> What you should do: Scan the entries below. Report each line where the string "struct" occurs.

> Given entries:

//! Connection slot tracking.

use std::collections::{HashMap, HashSet};

use peerchat_core::EndpointId;

use crate::peer::{ConnectionDirection, PeerInfo};

/// Node-local handle for an established stream.
pub type StreamKey = u64;

/// Tracks in-flight outbound attempts and established streams.
///
/// At most one outbound attempt runs per peer endpoint; a peer that already
/// has an outbound stream is never dialed again.
#[derive(Debug, Default)]
pub struct ConnectionSlots {
    /// Peers we're currently connecting to.
    connecting: HashSet<EndpointId>,
    /// Established streams.
    streams: HashMap<StreamKey, PeerInfo>,
    /// Next stream key.
    next_key: StreamKey,
}

impl ConnectionSlots {
    /// Create an empty tracker.
    pub fn new() -> Self {
        Self::default()
    }

    /// Check if we're currently connecting to a peer.
    pub fn is_connecting(&self, peer: &EndpointId) -> bool {
        self.connecting.contains(peer)
    }

    /// Check if we hold an outbound stream to a peer.
    pub fn has_outbound(&self, peer: &EndpointId) -> bool {
        self.streams
            .values()
            .any(|info| info.is_outbound() && &info.endpoint_id == peer)
    }

    /// Check if we should start connecting to a peer.
    pub fn should_connect(&self, peer: &EndpointId) -> bool {
        !self.is_connecting(peer) && !self.has_outbound(peer)
    }

    /// Claim the outbound slot for a peer. Returns false if it is taken.
    pub fn start_connecting(&mut self, peer: EndpointId) -> bool {
        if !self.should_connect(&peer) {
            return false;
        }
        self.connecting.insert(peer)
    }

    /// Release a peer's outbound slot after a failed attempt.
    pub fn stop_connecting(&mut self, peer: &EndpointId) {
        self.connecting.remove(peer);
    }

    /// Register an established stream.
    pub fn add_stream(&mut self, info: PeerInfo) -> StreamKey {
        if info.is_outbound() {
            self.connecting.remove(&info.endpoint_id);
        }
        let key = self.next_key;
        self.next_key += 1;
        self.streams.insert(key, info);
        key
    }

    /// Forget a stream.
    pub fn remove_stream(&mut self, key: StreamKey) -> Option<PeerInfo> {
        self.streams.remove(&key)
    }

    fn count(&self, direction: ConnectionDirection) -> usize {
        self.streams
            .values()
            .filter(|info| info.direction == direction)
            .count()
    }

    /// Get outbound stream count.
    pub fn outbound_count(&self) -> usize {
        self.count(ConnectionDirection::Outbound)
    }

    /// Get inbound stream count.
    pub fn inbound_count(&self) -> usize {
        self.count(ConnectionDirection::Inbound)
    }

    /// Get connecting count.
    pub fn connecting_count(&self) -> usize {
        self.connecting.len()
    }

    /// Iterate over all streams.
    pub fn iter(&self) -> impl Iterator<Item = &PeerInfo> {
        self.streams.values()
    }
}

#[cfg(test)]
mod tests {
    use super::*;

    fn id(byte: u8) -> EndpointId {
        EndpointId::from_bytes([byte; 20])
    }

    fn make_stream(byte: u8, direction: ConnectionDirection) -> PeerInfo {
        PeerInfo::new(id(byte), "127.0.0.1:3021".parse().unwrap(), direction, "/chat/1.0.0")
    }

    #[test]
    fn test_one_attempt_per_peer() {
        let mut slots = ConnectionSlots::new();

        assert!(slots.start_connecting(id(1)));
        assert!(!slots.start_connecting(id(1)));
        assert!(slots.start_connecting(id(2)));
        assert_eq!(slots.connecting_count(), 2);

        slots.stop_connecting(&id(1));
        assert!(slots.should_connect(&id(1)));
    }

    #[test]
    fn test_outbound_stream_releases_attempt() {
        let mut slots = ConnectionSlots::new();
        slots.start_connecting(id(1));

        let key = slots.add_stream(make_stream(1, ConnectionDirection::Outbound));
        assert!(!slots.is_connecting(&id(1)));
        assert!(!slots.should_connect(&id(1)));
        assert_eq!(slots.outbound_count(), 1);

        let removed = slots.remove_stream(key).unwrap();
        assert_eq!(removed.endpoint_id, id(1));
        assert_eq!(slots.outbound_count(), 0);
    }

    #[test]
    fn test_inbound_stream_does_not_block_dialing() {
        let mut slots = ConnectionSlots::new();
        slots.add_stream(make_stream(1, ConnectionDirection::Inbound));
        slots.add_stream(make_stream(1, ConnectionDirection::Inbound));

        assert_eq!(slots.inbound_count(), 2);
        assert!(slots.should_connect(&id(1)));
    }
}
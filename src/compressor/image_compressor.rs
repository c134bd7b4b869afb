//! # Image Compressor
//!
//! Decode, resize e re-encode in-process con il crate `image`; WebP lossy via libwebp.
//!
//! ## Mappatura qualità (1-100) per formato:
//! | Formato | Parametro encoder | Note |
//! |---------|-------------------|------|
//! | JPEG    | quality del JPEG encoder, 1:1 | alpha scartato (RGB8) |
//! | PNG     | ignorato | lossless, `CompressionType::Best` + filtro adattivo |
//! | WebP    | quality factor libwebp (float), 1:1 | lossy, alpha preservato |
//!
//! ## Scrittura atomica:
//! L'output viene scritto in un file temporaneo nella stessa directory e poi
//! rinominato. Un errore lascia l'originale intatto e nessun output parziale.

use super::{compressed_output_path, fit_within_limit, CompressionPolicy, MediaCompressor, OutputFormat};
use crate::error::CompressError;
use crate::security::{CandidateFile, MediaCategory};
use async_trait::async_trait;
use image::codecs::jpeg::JpegEncoder;
use image::codecs::png::{CompressionType, FilterType as PngFilterType, PngEncoder};
use image::imageops::FilterType;
use image::{ColorType, DynamicImage, GenericImageView, ImageEncoder};
use std::io::Write;
use std::path::{Path, PathBuf};
use tempfile::NamedTempFile;
use tracing::{debug, info};

/// Resize-then-encode for still images
#[derive(Debug, Clone, Default)]
pub struct ImageCompressor;

impl ImageCompressor {
    pub fn new() -> Self {
        Self
    }

    /// Synchronous pipeline; CPU bound, so callers run it off the async workers
    pub fn compress_blocking(input: &Path, policy: &CompressionPolicy) -> Result<PathBuf, CompressError> {
        let format = policy.output_format();
        if format.category() != MediaCategory::Image {
            return Err(CompressError::UnsupportedFormat(format!("{format} is not an image format")));
        }
        let quality = policy
            .quality()
            .ok_or_else(|| CompressError::InvalidPolicy("image policy without quality".to_string()))?;

        info!(path = %input.display(), "Processing image file");
        let output_path = compressed_output_path(input, format)?;

        let image = image::io::Reader::open(input)?
            .with_guessed_format()?
            .decode()
            .map_err(|e| CompressError::DecodeFailure(e.to_string()))?;

        let image = Self::apply_resolution_limit(image, policy.resolution_limit());
        let encoded = Self::encode(&image, format, quality)?;
        write_atomically(&output_path, &encoded)?;

        info!(path = %input.display(), output = %output_path.display(), "Compressed image saved");
        Ok(output_path)
    }

    /// Downscale with Lanczos3 when the larger side exceeds `limit`
    pub fn apply_resolution_limit(image: DynamicImage, limit: u32) -> DynamicImage {
        let (width, height) = image.dimensions();
        let (new_width, new_height) = fit_within_limit(width, height, limit);
        if (new_width, new_height) == (width, height) {
            debug!(width, height, limit, "No resizing needed for image");
            return image;
        }

        debug!(
            from = %format!("{width}x{height}"),
            to = %format!("{new_width}x{new_height}"),
            scale = f64::from(limit) / f64::from(width.max(height)),
            "Resizing image"
        );
        image.resize_exact(new_width, new_height, FilterType::Lanczos3)
    }

    /// Encode into memory in the requested format
    pub fn encode(image: &DynamicImage, format: OutputFormat, quality: u8) -> Result<Vec<u8>, CompressError> {
        let (width, height) = image.dimensions();
        let mut buffer = Vec::new();

        match format {
            OutputFormat::Jpeg => {
                let rgb = image.to_rgb8();
                JpegEncoder::new_with_quality(&mut buffer, quality)
                    .encode(rgb.as_raw(), width, height, ColorType::Rgb8)
                    .map_err(|e| CompressError::EncodeFailure(e.to_string()))?;
            }
            OutputFormat::Png => {
                let encoder = PngEncoder::new_with_quality(&mut buffer, CompressionType::Best, PngFilterType::Adaptive);
                let result = if image.color().has_alpha() {
                    encoder.write_image(image.to_rgba8().as_raw(), width, height, ColorType::Rgba8)
                } else {
                    encoder.write_image(image.to_rgb8().as_raw(), width, height, ColorType::Rgb8)
                };
                result.map_err(|e| CompressError::EncodeFailure(e.to_string()))?;
            }
            OutputFormat::Webp => {
                let quality = f32::from(quality);
                let memory = if image.color().has_alpha() {
                    let rgba = image.to_rgba8();
                    webp::Encoder::from_rgba(rgba.as_raw(), width, height).encode_simple(false, quality)
                } else {
                    let rgb = image.to_rgb8();
                    webp::Encoder::from_rgb(rgb.as_raw(), width, height).encode_simple(false, quality)
                }
                .map_err(|e| CompressError::EncodeFailure(format!("WebP encoding failed: {e:?}")))?;
                buffer.extend_from_slice(&memory);
            }
            OutputFormat::Mp4 | OutputFormat::Webm => {
                return Err(CompressError::UnsupportedFormat(format!("{format} is not an image format")));
            }
        }

        Ok(buffer)
    }
}

#[async_trait]
impl MediaCompressor for ImageCompressor {
    fn category(&self) -> MediaCategory {
        MediaCategory::Image
    }

    async fn try_compress(
        &self,
        candidate: &CandidateFile,
        policy: &CompressionPolicy,
    ) -> Result<PathBuf, CompressError> {
        let input = candidate.absolute_path.clone();
        let policy = policy.clone();
        tokio::task::spawn_blocking(move || Self::compress_blocking(&input, &policy))
            .await
            .map_err(|e| CompressError::EncodeFailure(format!("image worker aborted: {e}")))?
    }
}

/// Write to a temp file beside `target`, then rename over it
pub(crate) fn write_atomically(target: &Path, bytes: &[u8]) -> Result<(), CompressError> {
    let directory = target.parent().unwrap_or_else(|| Path::new("."));
    let mut temp = NamedTempFile::new_in(directory)?;
    temp.write_all(bytes)?;
    temp.as_file().sync_all()?;
    temp.persist(target).map_err(|e| CompressError::Io(e.error))?;
    Ok(())
}

#[cfg(test)]
mod tests {
    use super::*;
    use crate::compressor::{CompressionResult, QualitySetting};
    use image::{Rgb, RgbImage, Rgba, RgbaImage};
    use std::fs;
    use tempfile::TempDir;

    fn candidate(path: &Path) -> CandidateFile {
        CandidateFile {
            absolute_path: path.to_path_buf(),
            detected_mime_type: "image/png".to_string(),
            extension: "png".to_string(),
            size_bytes: fs::metadata(path).map(|m| m.len()).unwrap_or(0),
            category: MediaCategory::Image,
        }
    }

    fn write_png(dir: &Path, name: &str, width: u32, height: u32) -> PathBuf {
        let path = dir.join(name);
        let img = RgbImage::from_fn(width, height, |x, y| Rgb([(x % 256) as u8, (y % 256) as u8, 128]));
        img.save(&path).unwrap();
        path
    }

    fn policy(format: OutputFormat, limit: u32) -> CompressionPolicy {
        CompressionPolicy::new(format, limit, QualitySetting::Quality(80)).unwrap()
    }

    #[tokio::test]
    async fn test_downscales_to_limit_and_writes_jpeg() {
        let temp_dir = TempDir::new().unwrap();
        let input = write_png(temp_dir.path(), "wide.png", 400, 200);
        let original = fs::read(&input).unwrap();

        let result = ImageCompressor::new()
            .compress(&candidate(&input), &policy(OutputFormat::Jpeg, 100))
            .await;

        let output = result.output_path().expect("compression should succeed").to_path_buf();
        assert_eq!(output, temp_dir.path().join("wide_compressed.jpg"));
        assert_eq!(image::image_dimensions(&output).unwrap(), (100, 50));
        assert_eq!(fs::read(&input).unwrap(), original);
    }

    #[tokio::test]
    async fn test_dimensions_unchanged_under_limit() {
        let temp_dir = TempDir::new().unwrap();
        let input = write_png(temp_dir.path(), "small.png", 64, 48);

        let result = ImageCompressor::new()
            .compress(&candidate(&input), &policy(OutputFormat::Png, 1000))
            .await;

        let output = result.output_path().unwrap();
        assert_eq!(image::image_dimensions(output).unwrap(), (64, 48));
    }

    #[tokio::test]
    async fn test_webp_output_keeps_alpha_and_aspect() {
        let temp_dir = TempDir::new().unwrap();
        let input = temp_dir.path().join("logo.png");
        RgbaImage::from_pixel(90, 300, Rgba([10, 20, 30, 128])).save(&input).unwrap();

        let result = ImageCompressor::new()
            .compress(&candidate(&input), &policy(OutputFormat::Webp, 150))
            .await;

        let output = result.output_path().unwrap();
        assert_eq!(output, temp_dir.path().join("logo_compressed.webp"));
        assert_eq!(image::image_dimensions(output).unwrap(), (45, 150));
    }

    #[tokio::test]
    async fn test_corrupt_image_fails_without_leftovers() {
        let temp_dir = TempDir::new().unwrap();
        let input = temp_dir.path().join("broken.png");
        let mut bytes = vec![0x89, 0x50, 0x4E, 0x47, 0x0D, 0x0A, 0x1A, 0x0A];
        bytes.extend_from_slice(b"definitely not chunks");
        fs::write(&input, &bytes).unwrap();

        let result = ImageCompressor::new()
            .compress(&candidate(&input), &policy(OutputFormat::Jpeg, 100))
            .await;

        assert!(matches!(result, CompressionResult::Failed { reason: CompressError::DecodeFailure(_) }));
        let entries: Vec<_> = fs::read_dir(temp_dir.path()).unwrap().collect();
        assert_eq!(entries.len(), 1);
        assert_eq!(fs::read(&input).unwrap(), bytes);
    }

    #[tokio::test]
    async fn test_video_policy_is_rejected() {
        let temp_dir = TempDir::new().unwrap();
        let input = write_png(temp_dir.path(), "a.png", 10, 10);
        let video_policy = CompressionPolicy::new(OutputFormat::Mp4, 100, QualitySetting::BitrateKbps(500)).unwrap();

        let result = ImageCompressor::new().compress(&candidate(&input), &video_policy).await;
        assert!(matches!(result, CompressionResult::Failed { reason: CompressError::UnsupportedFormat(_) }));
    }

    #[test]
    fn test_apply_resolution_limit_matches_fit() {
        let img = DynamicImage::ImageRgb8(RgbImage::new(4000, 2000));
        let resized = ImageCompressor::apply_resolution_limit(img, 1000);
        assert_eq!(resized.dimensions(), (1000, 500));
    }
}
//! # Utility Functions Module
//!
//! Helpers for building argument lists for the external video tools.

/// Converts any iterable of string-like items to `Vec<String>`.
///
/// # Example
/// ```rust
/// use secure_media_compressor::utils::to_string_vec;
///
/// let bitrate = format!("{}k", 800);
/// let args = to_string_vec(["-c:v", "libvpx-vp9", "-b:v", bitrate.as_str()]);
/// assert_eq!(args[3], "800k");
/// ```
pub fn to_string_vec<T, I>(items: I) -> Vec<String>
where
    T: ToString,
    I: IntoIterator<Item = T>,
{
    items.into_iter().map(|item| item.to_string()).collect()
}

/// `to_string_vec` over a literal list. All items must share one type,
/// so pass owned strings as `.as_str()`.
///
/// # Example
/// ```rust
/// use secure_media_compressor::args;
///
/// let args = args!["-hide_banner", "-y"];
/// assert_eq!(args, vec!["-hide_banner".to_string(), "-y".to_string()]);
/// ```
#[macro_export]
macro_rules! args {
    [$($item:expr),* $(,)?] => {
        $crate::utils::to_string_vec([$($item),*])
    };
}

#[cfg(test)]
mod tests {
    use super::*;

    #[test]
    fn test_to_string_vec_numbers() {
        assert_eq!(to_string_vec([1280u32, 720]), vec!["1280".to_string(), "720".to_string()]);
    }

    #[test]
    fn test_to_string_vec_empty() {
        let result: Vec<String> = to_string_vec(Vec::<&str>::new());
        assert!(result.is_empty());
    }

    #[test]
    fn test_args_macro_with_borrowed_strings() {
        let scale = format!("scale={}:{}", 640, 360);
        let result = args!["-vf", scale.as_str(), "-an",];
        assert_eq!(result, vec!["-vf".to_string(), "scale=640:360".to_string(), "-an".to_string()]);
    }
}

> Response area:
pub struct ConnectionSlots {
pub struct ImageCompressor;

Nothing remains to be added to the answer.